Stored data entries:
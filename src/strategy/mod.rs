// Copyright 2017 Steven Stewart-Gallus
//
// Licensed under the Apache License, Version 2.0 (the "License");
// you may not use this file except in compliance with the License.
// You may obtain a copy of the License at
//
//     http://www.apache.org/licenses/LICENSE-2.0
//
// Unless required by applicable law or agreed to in writing, software
// distributed under the License is distributed on an "AS IS" BASIS,
// WITHOUT WARRANTIES OR CONDITIONS OF ANY KIND, either express or
// implied.  See the License for the specific language governing
// permissions and limitations under the License.
//
//! Interchangeable synchronization policies for a `DynamicArray`.
//!
//! A strategy never touches the storage itself.  The array hands it
//! closures and the strategy decides under which exclusion they run.
use std::fmt;
use std::str::FromStr;

use crate::error::{Error, Result};

mod layout;
mod mutex;
mod none;
mod reentrant;
mod spin;
mod stamped;

pub use self::layout::LayoutLockStrategy;
pub use self::mutex::MutexStrategy;
pub use self::none::NoneStrategy;
pub use self::reentrant::ReentrantStrategy;
pub use self::spin::{SpinLock, SpinLockGuard, SpinStrategy};
pub use self::stamped::{StampedLock, StampedStrategy, StampedWriteGuard};

pub trait Strategy: Send + Sync {
    fn kind(&self) -> StrategyKind;

    /// Runs a mutation with at most one writer inside at a time
    /// (except for the unsynchronized baseline).
    fn protect_write(&self, write: &mut dyn FnMut() -> Result<()>) -> Result<()>;

    /// Runs a truncation of the array.  Reads that overlap it must not
    /// validate.  Only ever called from inside `protect_write`; growth
    /// never goes through here as it leaves the old layout intact.
    fn protect_truncate(&self, truncate: &mut dyn FnMut()) {
        truncate();
    }

    /// Runs a read so that it observes a consistent state.  The read
    /// may be executed more than once.
    fn protect_read(&self, read: &mut dyn FnMut());

    /// Makes a single attempt at a consistent read.  Returns `false`
    /// without a usable result if the attempt would block or was
    /// invalidated by a writer.
    fn try_protect_read(&self, read: &mut dyn FnMut()) -> bool;
}

#[derive(Clone, Copy, Debug, PartialEq, Eq, Hash)]
pub enum StrategyKind {
    None,
    Mutex,
    Reentrant,
    Spinlock,
    Optimistic,
    Layout,
}

impl StrategyKind {
    pub const ALL: [StrategyKind; 6] = [StrategyKind::None,
                                        StrategyKind::Mutex,
                                        StrategyKind::Reentrant,
                                        StrategyKind::Spinlock,
                                        StrategyKind::Optimistic,
                                        StrategyKind::Layout];

    pub fn name(&self) -> &'static str {
        match *self {
            StrategyKind::None => "none",
            StrategyKind::Mutex => "mutex",
            StrategyKind::Reentrant => "reentrant",
            StrategyKind::Spinlock => "spinlock",
            StrategyKind::Optimistic => "optimistic",
            StrategyKind::Layout => "layout",
        }
    }

    /// Name of the storage representation printed by diagnostics.
    pub fn storage_name(&self) -> &'static str {
        match *self {
            StrategyKind::None => "UnsynchronizedStorage",
            StrategyKind::Mutex => "MutexStorage",
            StrategyKind::Reentrant => "ReentrantLockStorage",
            StrategyKind::Spinlock => "SpinLockStorage",
            StrategyKind::Optimistic => "StampedLockStorage",
            StrategyKind::Layout => "LayoutLockStorage",
        }
    }

    /// Whether concurrent appenders are guaranteed not to lose updates.
    pub fn excludes_writers(&self) -> bool {
        *self != StrategyKind::None
    }

    pub fn build(&self) -> Box<dyn Strategy> {
        match *self {
            StrategyKind::None => Box::new(NoneStrategy),
            StrategyKind::Mutex => Box::new(MutexStrategy::new()),
            StrategyKind::Reentrant => Box::new(ReentrantStrategy::new()),
            StrategyKind::Spinlock => Box::new(SpinStrategy::new()),
            StrategyKind::Optimistic => Box::new(StampedStrategy::new()),
            StrategyKind::Layout => Box::new(LayoutLockStrategy::new()),
        }
    }
}

impl fmt::Display for StrategyKind {
    fn fmt(&self, f: &mut fmt::Formatter) -> fmt::Result {
        f.write_str(self.name())
    }
}

impl FromStr for StrategyKind {
    type Err = Error;

    fn from_str(s: &str) -> Result<StrategyKind> {
        let kind = match s.to_ascii_lowercase().as_str() {
            "none" | "local" | "fixed" => StrategyKind::None,
            "mutex" | "synchronized" => StrategyKind::Mutex,
            "reentrant" | "reentrantlock" => StrategyKind::Reentrant,
            "spinlock" | "spin" | "customlock" => StrategyKind::Spinlock,
            "optimistic" | "stamped" | "stampedlock" => StrategyKind::Optimistic,
            "layout" | "layoutlock" => StrategyKind::Layout,
            _ => return Err(Error::UnknownStrategy(s.to_string())),
        };
        return Ok(kind);
    }
}

#[cfg(test)]
mod test {
    use super::*;

    #[test]
    fn names_round_trip() {
        for kind in StrategyKind::ALL.iter() {
            assert_eq!(kind.name().parse::<StrategyKind>().unwrap(), *kind);
            assert_eq!(kind.build().kind(), *kind);
        }
    }

    #[test]
    fn accepts_original_strategy_names() {
        assert_eq!("Synchronized".parse::<StrategyKind>().unwrap(), StrategyKind::Mutex);
        assert_eq!("ReentrantLock".parse::<StrategyKind>().unwrap(), StrategyKind::Reentrant);
        assert_eq!("CustomLock".parse::<StrategyKind>().unwrap(), StrategyKind::Spinlock);
        assert_eq!("StampedLock".parse::<StrategyKind>().unwrap(), StrategyKind::Optimistic);
        assert_eq!("LayoutLock".parse::<StrategyKind>().unwrap(), StrategyKind::Layout);
    }

    #[test]
    fn rejects_unknown() {
        match "rwlock".parse::<StrategyKind>() {
            Err(Error::UnknownStrategy(name)) => assert_eq!(name, "rwlock"),
            other => panic!("unexpected {:?}", other),
        }
    }

    #[test]
    fn only_the_baseline_races() {
        for kind in StrategyKind::ALL.iter() {
            assert_eq!(kind.excludes_writers(), *kind != StrategyKind::None);
        }
    }
}
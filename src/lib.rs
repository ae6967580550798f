// Copyright 2017 Steven Stewart-Gallus
//
// Licensed under the Apache License, Version 2.0 (the "License");
// you may not use this file except in compliance with the License.
// You may obtain a copy of the License at
//
//     http://www.apache.org/licenses/LICENSE-2.0
//
// Unless required by applicable law or agreed to in writing, software
// distributed under the License is distributed on an "AS IS" BASIS,
// WITHOUT WARRANTIES OR CONDITIONS OF ANY KIND, either express or
// implied.  See the License for the specific language governing
// permissions and limitations under the License.
//
//! Append latency of a shared dynamic array under interchangeable
//! synchronization strategies.
//!
//! A [`DynamicArray`] delegates every mutation to its active
//! [`Strategy`]; the [`harness`] times append workloads against it and
//! reports the fastest trial per strategy.

mod array;
mod error;
pub mod harness;
pub mod strategy;

pub use array::{ArrayState, DynamicArray, Element, Layout};
pub use error::{Error, Result};
pub use harness::{BenchConfig, BenchmarkResult, StrategyReport};
pub use strategy::{Strategy, StrategyKind};
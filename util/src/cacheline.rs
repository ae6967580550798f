// Copyright 2017 Steven Stewart-Gallus
//
// Licensed under the Apache License, Version 2.0 (the "License");
// you may not use this file except in compliance with the License.
// You may obtain a copy of the License at
//
//     http://www.apache.org/licenses/LICENSE-2.0
//
// Unless required by applicable law or agreed to in writing, software
// distributed under the License is distributed on an "AS IS" BASIS,
// WITHOUT WARRANTIES OR CONDITIONS OF ANY KIND, either express or
// implied.  See the License for the specific language governing
// permissions and limitations under the License.
//
use std::ops::{Deref, DerefMut};

/// Pads a value out to its own cache line so that neighbouring hot
/// atomics do not false share.
#[repr(align(64))]
#[derive(Debug, Default)]
pub struct CacheLineAligned<T> {
    value: T,
}

impl<T> CacheLineAligned<T> {
    #[inline(always)]
    pub const fn new(value: T) -> Self {
        CacheLineAligned { value: value }
    }
}

impl<T> Deref for CacheLineAligned<T> {
    type Target = T;

    #[inline(always)]
    fn deref(&self) -> &T {
        &self.value
    }
}

impl<T> DerefMut for CacheLineAligned<T> {
    #[inline(always)]
    fn deref_mut(&mut self) -> &mut T {
        &mut self.value
    }
}

#[cfg(test)]
mod test {
    use super::*;
    use std::mem;
    use std::sync::atomic::AtomicBool;

    #[test]
    fn padded_to_a_line() {
        assert_eq!(mem::align_of::<CacheLineAligned<AtomicBool>>(), 64);
        assert_eq!(mem::size_of::<CacheLineAligned<AtomicBool>>(), 64);
    }
}
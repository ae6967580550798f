use appendlock::StrategyKind;
use criterion::{criterion_group, criterion_main, Criterion};

mod contend;

fn contend_append_spin(c: &mut Criterion) {
    contend::contend(c, StrategyKind::Spinlock);
}

criterion_group!(benches, contend_append_spin);
criterion_main!(benches);
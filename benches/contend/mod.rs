use std::sync::atomic::{AtomicBool, Ordering};
use std::sync::{Arc, Barrier, Mutex};
use std::thread;
use std::time::{Duration, Instant};

use appendlock::{DynamicArray, Error, StrategyKind};
use criterion::{BenchmarkId, Criterion, Throughput};

pub const STANDARD_TESTS: [usize; 4] = [1, 2, 4, 8];

const ITEMS: usize = 1000;

/// Times `num` long lived workers each appending `ITEMS` values to one
/// shared array.  The array is cleared between runs outside of the
/// timed region.  Panics if any append fails, so a broken strategy
/// never reports a timing.
pub fn contend_workers(array: Arc<DynamicArray>, num: usize, iters: u64) -> Duration {
    let kind = array.strategy_kind();
    let mut children = Vec::new();

    let is_done = Arc::new(AtomicBool::new(false));
    let failure: Arc<Mutex<Option<Error>>> = Arc::new(Mutex::new(None));
    let start = Arc::new(Barrier::new(num + 1));
    let done = Arc::new(Barrier::new(num + 1));

    for _ in 0..num {
        let array_ref = array.clone();
        let start_ref = start.clone();
        let done_ref = done.clone();
        let is_done_ref = is_done.clone();
        let failure_ref = failure.clone();

        let child = thread::spawn(move || {
            loop {
                start_ref.wait();
                if is_done_ref.load(Ordering::Acquire) {
                    break;
                }

                for i in 0..ITEMS {
                    if let Err(err) = array_ref.append(i as i64) {
                        *failure_ref.lock().unwrap() = Some(err);
                        break;
                    }
                }

                done_ref.wait();
            }
        });
        children.push(child);
    }

    let mut total = Duration::ZERO;
    for _ in 0..iters {
        array.clear().unwrap();
        start.wait();
        let timer = Instant::now();
        done.wait();
        total += timer.elapsed();
        if failure.lock().unwrap().is_some() {
            break;
        }
    }
    is_done.store(true, Ordering::Release);
    start.wait();

    for child in children {
        child.join().unwrap();
    }
    if let Some(err) = failure.lock().unwrap().take() {
        panic!("{} run aborted: {}", kind, err);
    }
    total
}

pub fn contend(c: &mut Criterion, kind: StrategyKind) {
    let mut group = c.benchmark_group(format!("contend_append_{}", kind));
    for num in STANDARD_TESTS.iter() {
        group.throughput(Throughput::Elements((ITEMS * num) as u64));
        group.bench_with_input(BenchmarkId::from_parameter(num), num, |b, &num| {
            b.iter_custom(|iters| {
                contend_workers(Arc::new(DynamicArray::with_kind(kind)), num, iters)
            })
        });
    }
    group.finish();
}
// Copyright 2017 Steven Stewart-Gallus
//
// Licensed under the Apache License, Version 2.0 (the "License");
// you may not use this file except in compliance with the License.
// You may obtain a copy of the License at
//
//     http://www.apache.org/licenses/LICENSE-2.0
//
// Unless required by applicable law or agreed to in writing, software
// distributed under the License is distributed on an "AS IS" BASIS,
// WITHOUT WARRANTIES OR CONDITIONS OF ANY KIND, either express or
// implied.  See the License for the specific language governing
// permissions and limitations under the License.
//
use thiserror::Error;

use crate::strategy::StrategyKind;

pub type Result<T> = std::result::Result<T, Error>;

#[derive(Debug, Error)]
pub enum Error {
    #[error("cannot swap out the {strategy} strategy with {writers} writer(s) and {readers} reader(s) in flight")]
    IllegalState {
        strategy: StrategyKind,
        readers: usize,
        writers: usize,
    },

    #[error("trial {trial} under the {strategy} strategy failed: {source}")]
    TrialFailed {
        strategy: StrategyKind,
        trial: usize,
        #[source]
        source: Box<Error>,
    },

    #[error("{strategy} strategy lost updates: expected size {expected}, found {actual}")]
    ConsistencyViolation {
        strategy: StrategyKind,
        expected: usize,
        actual: usize,
    },

    #[error("write at index {index} outside of storage with capacity {capacity}")]
    IndexOutOfBounds { index: usize, capacity: usize },

    #[error("worker {worker} panicked")]
    WorkerPanicked { worker: usize },

    #[error("could not spawn worker {worker}")]
    SpawnFailed {
        worker: usize,
        #[source]
        source: std::io::Error,
    },

    #[error("unknown strategy {0:?}")]
    UnknownStrategy(String),

    #[error("invalid configuration: {0}")]
    InvalidConfig(String),
}
// Copyright 2017 Steven Stewart-Gallus
//
// Licensed under the Apache License, Version 2.0 (the "License");
// you may not use this file except in compliance with the License.
// You may obtain a copy of the License at
//
//     http://www.apache.org/licenses/LICENSE-2.0
//
// Unless required by applicable law or agreed to in writing, software
// distributed under the License is distributed on an "AS IS" BASIS,
// WITHOUT WARRANTIES OR CONDITIONS OF ANY KIND, either express or
// implied.  See the License for the specific language governing
// permissions and limitations under the License.
//

/// approximates floor(2^(counter * n / max_counter))
#[inline]
pub fn exp(counter: usize, max_counter: usize, n: usize) -> usize {
    let counter_n = counter * n;
    let floor = counter_n / max_counter;
    let ceil = (counter_n + max_counter - 1) / max_counter;
    let floor_exp = 1 << floor;
    return floor_exp +
           (((1 << ceil) - floor_exp) * (counter_n - floor * max_counter)) / max_counter;
}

*EXERCISE*
What lines above contain the word "Barrier"? Return each such line.

*SOLVED EXERCISE*
use std::sync::{Arc, Barrier, Mutex};
    let start = Arc::new(Barrier::new(num + 1));
    let done = Arc::new(Barrier::new(num + 1));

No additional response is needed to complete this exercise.